Higher Education is a
collaborative and structured dialogical encounter across asymmetries of
authority. It is based on candid conversation that does not coincide with
structures of power. How could educators be subordinated subjects of an
educational system and yet become authoritative agents of educational
leadership?
The key function of a Vice-Chancellor
is to lead the University: to harness the social forces within it, to shape and
guide its values, to build a management team, and to inspire it and others
working in the university to take initiatives around a shared vision and a
strategy to implement it. A Vice-Chancellor’s job involves both management and
leadership, but the latter is more important than the former.
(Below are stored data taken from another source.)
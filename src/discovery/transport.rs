use crate::config::{AddressResolveError, NetworkConfig};
use crate::discovery::{DiscoveryCodecError, DiscoveryMessage, MAX_DATAGRAM_SIZE};
use std::io;
use socket2::{Domain, Protocol, Socket, Type};
use std::net::{IpAddr, Ipv4Addr, Ipv6Addr, SocketAddr};
use tokio::net::UdpSocket;
use tokio::sync::{mpsc, oneshot};
use tokio_util::sync::CancellationToken;

#[derive(Debug, thiserror::Error)]
pub enum DiscoveryError {
    #[error("Failed to resolve discovery address")]
    Resolve(#[from] AddressResolveError),

    #[error("Failed to bind discovery socket on {addr}")]
    Bind {
        addr: SocketAddr,
        #[source]
        source: io::Error,
    },

    #[error("Invalid multicast interface '{0}'")]
    InvalidInterface(String),

    #[error("Failed to join multicast group {group}")]
    JoinGroup {
        group: IpAddr,
        #[source]
        source: io::Error,
    },

    #[error("Failed to send discovery datagram to {addr}")]
    Send {
        addr: SocketAddr,
        #[source]
        source: io::Error,
    },

    #[error("Discovery listener failed to receive")]
    Receive(#[source] io::Error),

    #[error(transparent)]
    Codec(#[from] DiscoveryCodecError),
}

/// A decoded datagram and where it came from.
#[derive(Debug, Clone)]
pub(crate) struct ReceivedAnnouncement {
    pub(crate) source: SocketAddr,
    pub(crate) message: DiscoveryMessage,
}

/// Sends one announcement to the configured group from a throwaway socket. Fire and forget.
pub async fn broadcast(config: &NetworkConfig, message: &DiscoveryMessage) -> Result<(), DiscoveryError> {
    let payload = message.encode()?;
    let target = config.group_addr().await?;
    let local: SocketAddr = match target {
        SocketAddr::V4(_) => (Ipv4Addr::UNSPECIFIED, 0).into(),
        SocketAddr::V6(_) => (Ipv6Addr::UNSPECIFIED, 0).into(),
    };

    let socket = UdpSocket::bind(local)
        .await
        .map_err(|source| DiscoveryError::Bind { addr: local, source })?;
    socket
        .send_to(&payload, target)
        .await
        .map_err(|source| DiscoveryError::Send { addr: target, source })?;

    Ok(())
}

/// Listens for announcements until `shutdown` is cancelled, pushing decoded ones onto
/// `announcements`. `ready` receives the bound address once the socket is listening.
///
/// Bind failures and receive errors end the listener with an error. Malformed datagrams are
/// logged and dropped. When the consumer can't keep up, announcements are dropped; they repeat.
pub(crate) async fn serve_discovery(
    logger: slog::Logger,
    config: NetworkConfig,
    announcements: mpsc::Sender<ReceivedAnnouncement>,
    ready: oneshot::Sender<SocketAddr>,
    shutdown: CancellationToken,
) -> Result<(), DiscoveryError> {
    let socket = bind_listener(&config).await?;
    let local_addr = socket
        .local_addr()
        .map_err(|source| DiscoveryError::Bind {
            addr: SocketAddr::from((Ipv4Addr::UNSPECIFIED, config.port)),
            source,
        })?;
    slog::info!(logger, "Discovery listening on {:?}", local_addr);
    let _ = ready.send(local_addr);

    let mut buf = [0u8; MAX_DATAGRAM_SIZE];
    loop {
        let (len, source) = tokio::select! {
            _ = shutdown.cancelled() => {
                slog::info!(logger, "Discovery listener shutting down");
                return Ok(());
            }
            received = socket.recv_from(&mut buf) => received.map_err(DiscoveryError::Receive)?,
        };

        let message = match DiscoveryMessage::decode(&buf[..len]) {
            Ok(message) => message,
            Err(e) => {
                slog::warn!(logger, "Dropping {} byte datagram from {}: {}", len, source, e);
                continue;
            }
        };
        slog::debug!(logger, "Announcement from {}: {:?}", source, message);

        match announcements.try_send(ReceivedAnnouncement { source, message }) {
            Ok(()) => {}
            Err(mpsc::error::TrySendError::Full(_)) => {
                slog::debug!(logger, "Announcement queue is full; dropping announcement from {}", source);
            }
            Err(mpsc::error::TrySendError::Closed(_)) => {
                slog::info!(logger, "Announcement consumer has gone away");
                return Ok(());
            }
        }
    }
}

async fn bind_listener(config: &NetworkConfig) -> Result<UdpSocket, DiscoveryError> {
    let group = config.group_addr().await?;
    let listen_addr = config.listen_addr().await?;
    let bound = if group.ip().is_multicast() {
        bind_shared(listen_addr)
    } else {
        UdpSocket::bind(listen_addr).await
    };
    let socket = bound.map_err(|source| DiscoveryError::Bind {
        addr: listen_addr,
        source,
    })?;

    match group.ip() {
        IpAddr::V4(group_ip) if group_ip.is_multicast() => {
            let interface = match &config.interface {
                Some(interface) => interface
                    .parse::<Ipv4Addr>()
                    .map_err(|_| DiscoveryError::InvalidInterface(interface.clone()))?,
                None => Ipv4Addr::UNSPECIFIED,
            };
            socket
                .join_multicast_v4(group_ip, interface)
                .map_err(|source| DiscoveryError::JoinGroup {
                    group: group.ip(),
                    source,
                })?;
        }
        IpAddr::V6(group_ip) if group_ip.is_multicast() => {
            socket
                .join_multicast_v6(&group_ip, 0)
                .map_err(|source| DiscoveryError::JoinGroup {
                    group: group.ip(),
                    source,
                })?;
        }
        // Plain unicast address: nothing to join.
        _ => {}
    }

    Ok(socket)
}

// Every node on a host listens on the same group port, so the port is shared.
fn bind_shared(addr: SocketAddr) -> io::Result<UdpSocket> {
    let socket = Socket::new(Domain::for_address(addr), Type::DGRAM, Some(Protocol::UDP))?;
    socket.set_reuse_address(true)?;
    #[cfg(unix)]
    socket.set_reuse_port(true)?;
    socket.bind(&addr.into())?;
    socket.set_nonblocking(true)?;

    UdpSocket::from_std(socket.into())
}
A Vice-Chancellor
should be an influencer and an enabler rather than a regulator and a controller.
Leadership and Change
Universities are not about
‘change’ – they are temples of knowledge tended by middle-aged men in crushed
trousers who understand the laws of the universe. Universities aren’t part of
society, reflecting the needs of the population – the sun-splashed ivory towers
stand today as they always will. If we close our eyes, it will always be 1947
or 2017!
At the core of such cynicism is
the issue of loyalty. Traditional academics do not regard themselves so much as
working for a
university as working in it.
Asked for information about identity with various causes, they are likely to
express greatest solidarity with the interests of a discipline, a slightly
lower sense of fellow feeling with the (academic) members of a department, and
only then a glimmer of ‘membership’ of the college or university. This value
hierarchy is being assaulted over the past decades from a variety of fronts:
from the changing map of knowledge, with its corrosion of disciplinary
boundaries; from the emerging inter-professionalism of the academic enterprise
– teaching as well as research.
Environment at the University
needs to be one that fosters action to achieve excellence. All actions should
be guided by a set of principle values. Values would ensure ethical actions.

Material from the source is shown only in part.